Bm12 hearts were transplanted in C57BL/6 recipients, and histological analysis of the transplants was performed at day 40 after transplantation. H&E and elastin staining showed advanced intimal proliferation and vascular occlusion of the arteries in untreated mice (A1, A2), while preserved vessel morphology was observed in oATP-treated mice (B1, B2). Massive vascular and parenchymal T cell (A3) and macrophage (A4) infiltration was seen in untreated mice, but not in oATP-treated mice (B3, B4). Semi-quantification of coronary vasculopathy (C) and infiltration (D) confirmed that cardiac transplants were protected by oATP treatment (n=3; **p<0.01 vs.
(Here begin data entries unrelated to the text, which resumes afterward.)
/*
[INPUT]:  WebSocket URL of the oracle service
[OUTPUT]: Outbound Transport handle plus inbound frame/lifecycle events
[POS]:    Transport layer - WebSocket implementation of the message channel
[UPDATE]: When changing connection handling or frame delivery
*/

use futures_util::{SinkExt, StreamExt};
use tokio::sync::mpsc;
use tokio_tungstenite::connect_async;
use tokio_tungstenite::tungstenite::Message as WsMessage;
use tracing::{debug, info, warn};
use url::Url;

use crate::error::{OracleError, Result};
use crate::transport::Transport;

const EVENT_CHANNEL_CAPACITY: usize = 256;

/// Inbound side of the connection: text frames while it lives, one final
/// `Closed` when it ends. Connection establishment itself is the open
/// signal; `connect` returning `Ok` means frames may be sent.
#[derive(Debug, Clone, PartialEq, Eq)]
pub enum WsEvent {
    Frame(String),
    Closed,
}

/// Outbound handle over the socket's writer half. Cheap to use from sync
/// code: frames go onto an unbounded channel drained by the pump task.
#[derive(Debug)]
pub struct WsTransport {
    outbound: mpsc::UnboundedSender<String>,
}

impl Transport for WsTransport {
    fn transmit(&mut self, frame: &str) -> Result<()> {
        self.outbound
            .send(frame.to_string())
            .map_err(|_| OracleError::NotConnected)
    }
}

/// Connect to the oracle service and spawn the socket pump.
///
/// The pump serializes all writes through one task and delivers inbound
/// text frames (and the final close) on the returned receiver. No
/// reconnection: when the socket dies the receiver yields `Closed` and the
/// transport starts failing fast.
pub async fn connect(url: &str) -> Result<(WsTransport, mpsc::Receiver<WsEvent>)> {
    let url = Url::parse(url)?;
    info!(%url, "connecting to oracle service");

    let (ws_stream, _response) = connect_async(url.as_str())
        .await
        .map_err(|err| OracleError::Transport(err.to_string()))?;
    let (mut write, mut read) = ws_stream.split();

    let (outbound_tx, mut outbound_rx) = mpsc::unbounded_channel::<String>();
    let (event_tx, event_rx) = mpsc::channel(EVENT_CHANNEL_CAPACITY);

    tokio::spawn(async move {
        loop {
            tokio::select! {
                outbound = outbound_rx.recv() => {
                    match outbound {
                        Some(frame) => {
                            if let Err(err) = write.send(WsMessage::Text(frame.into())).await {
                                warn!(error = %err, "websocket write failed");
                                break;
                            }
                        }
                        None => {
                            let _ = write.send(WsMessage::Close(None)).await;
                            break;
                        }
                    }
                }
                incoming = read.next() => {
                    match incoming {
                        Some(Ok(WsMessage::Close(_))) => {
                            let _ = write.send(WsMessage::Close(None)).await;
                            break;
                        }
                        Some(Ok(WsMessage::Ping(payload))) => {
                            let _ = write.send(WsMessage::Pong(payload)).await;
                        }
                        Some(Ok(WsMessage::Pong(_))) => {}
                        Some(Ok(WsMessage::Text(text))) => {
                            if event_tx.send(WsEvent::Frame(text.to_string())).await.is_err() {
                                break;
                            }
                        }
                        Some(Ok(other)) => {
                            debug!(?other, "ignoring non-text websocket message");
                        }
                        Some(Err(err)) => {
                            warn!(error = %err, "websocket read failed");
                            break;
                        }
                        None => break,
                    }
                }
            }
        }
        let _ = event_tx.send(WsEvent::Closed).await;
        debug!("websocket pump finished");
    });

    Ok((WsTransport { outbound: outbound_tx }, event_rx))
}

#[cfg(test)]
mod tests {
    use super::*;

    #[tokio::test]
    async fn connect_rejects_invalid_url() {
        let err = connect("not a url").await.unwrap_err();
        assert!(matches!(err, OracleError::UrlParse(_)));
    }

    #[test]
    fn transmit_fails_fast_once_pump_is_gone() {
        let (tx, rx) = mpsc::unbounded_channel();
        let mut transport = WsTransport { outbound: tx };
        drop(rx);
        let err = transport.transmit("{}").unwrap_err();
        assert!(matches!(err, OracleError::NotConnected));
    }
}
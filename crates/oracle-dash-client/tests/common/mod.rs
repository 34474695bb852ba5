/*
[INPUT]:  Test scenarios needing a controllable message channel
[OUTPUT]: Shared test utilities, fixtures, and mock helpers
[POS]:    Test infrastructure - shared across all test modules
[UPDATE]: When adding new test patterns or fixtures
*/

//! Common test utilities for oracle-dash-client tests

use std::sync::{Arc, Mutex};

use oracle_dash_client::{OracleError, Result, Transport};
use serde_json::Value;

/// Transport that records every transmitted frame for inspection and can
/// be switched to fail fast, standing in for a closed socket.
#[derive(Clone, Default)]
pub struct MockTransport {
    inner: Arc<Mutex<MockTransportState>>,
}

#[derive(Default)]
struct MockTransportState {
    frames: Vec<Value>,
    closed: bool,
}

impl MockTransport {
    pub fn new() -> Self {
        Self::default()
    }

    /// Frames transmitted so far, parsed back into JSON values.
    pub fn sent(&self) -> Vec<Value> {
        self.inner.lock().unwrap().frames.clone()
    }

    /// The correlation id stamped on the most recent frame.
    pub fn last_id(&self) -> u64 {
        self.sent()
            .last()
            .and_then(|frame| frame["id"].as_u64())
            .expect("no frame with an id transmitted")
    }

    /// Make subsequent transmits fail with `NotConnected`.
    pub fn close(&self) {
        self.inner.lock().unwrap().closed = true;
    }
}

impl Transport for MockTransport {
    fn transmit(&mut self, frame: &str) -> Result<()> {
        let mut state = self.inner.lock().unwrap();
        if state.closed {
            return Err(OracleError::NotConnected);
        }
        state.frames.push(serde_json::from_str(frame).expect("outbound frame is JSON"));
        Ok(())
    }
}

/// Two-product fixture in the service's `get_product_list` shape.
pub fn product_list_json() -> Value {
    serde_json::json!([
        {
            "account": "5uKdRzB3FzdmwyCHrqSGq4u2URja617jqtKkM71BVrkw",
            "attr_dict": {
                "symbol": "ETH/USD",
                "asset_type": "Crypto",
                "quote_currency": "USD",
                "description": "ETH/USD crypto pair"
            },
            "price": [
                {
                    "account": "JBu1AL4obBcCMqKBBxhpWCNUt136ijcuMZLFvTP7iWdB",
                    "price_exponent": -8,
                    "price_type": "price"
                }
            ]
        },
        {
            "account": "3m1y5h2uv7EQL3KaJZehvAJa4yDNvgc5yAdL9KPMKwvk",
            "attr_dict": {
                "symbol": "BTC/USD",
                "asset_type": "Crypto",
                "quote_currency": "USD",
                "description": "BTC/USD crypto pair"
            },
            "price": [
                {
                    "account": "GVXRSBjFk6e6J3NbVPXohDJetcTjaeeuykUpbQF8UoMU",
                    "price_exponent": -5,
                    "price_type": "price"
                }
            ]
        }
    ])
}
Untreated day 40). Results of an ELISPOT assay showed reduced numbers of IFN-γ-producing cells (E) and increased numbers of IL-4-producing cells (F) among recipient splenocytes challenged with donor antigens in oATP-treated mice (n=3; *p<0.05; **p<0.01 vs. Untreated day 40).

DISCUSSION

The introduction of novel immunosuppressive drugs has led to significant improvement in short-term cardiac transplant survival rates but has been unable to significantly improve allograft survival in the long-term^{1, 2} Furthermore, current immunosuppressive regimens are associated with multiple complications including cancer, opportunistic infections, diabetes, kidney failure, and hypertension^2–4. In order to improve transplantation outcomes, it is therefore critical to continue development of novel strategies in order to lessen the need for life-long immunosuppression and to achieve stable graft acceptance. We thus studied the role of the ionotropic purinergic P2X receptors (a family of receptors with largely unknown function in the alloimmune response) in cardiac transplant rejection and tolerance.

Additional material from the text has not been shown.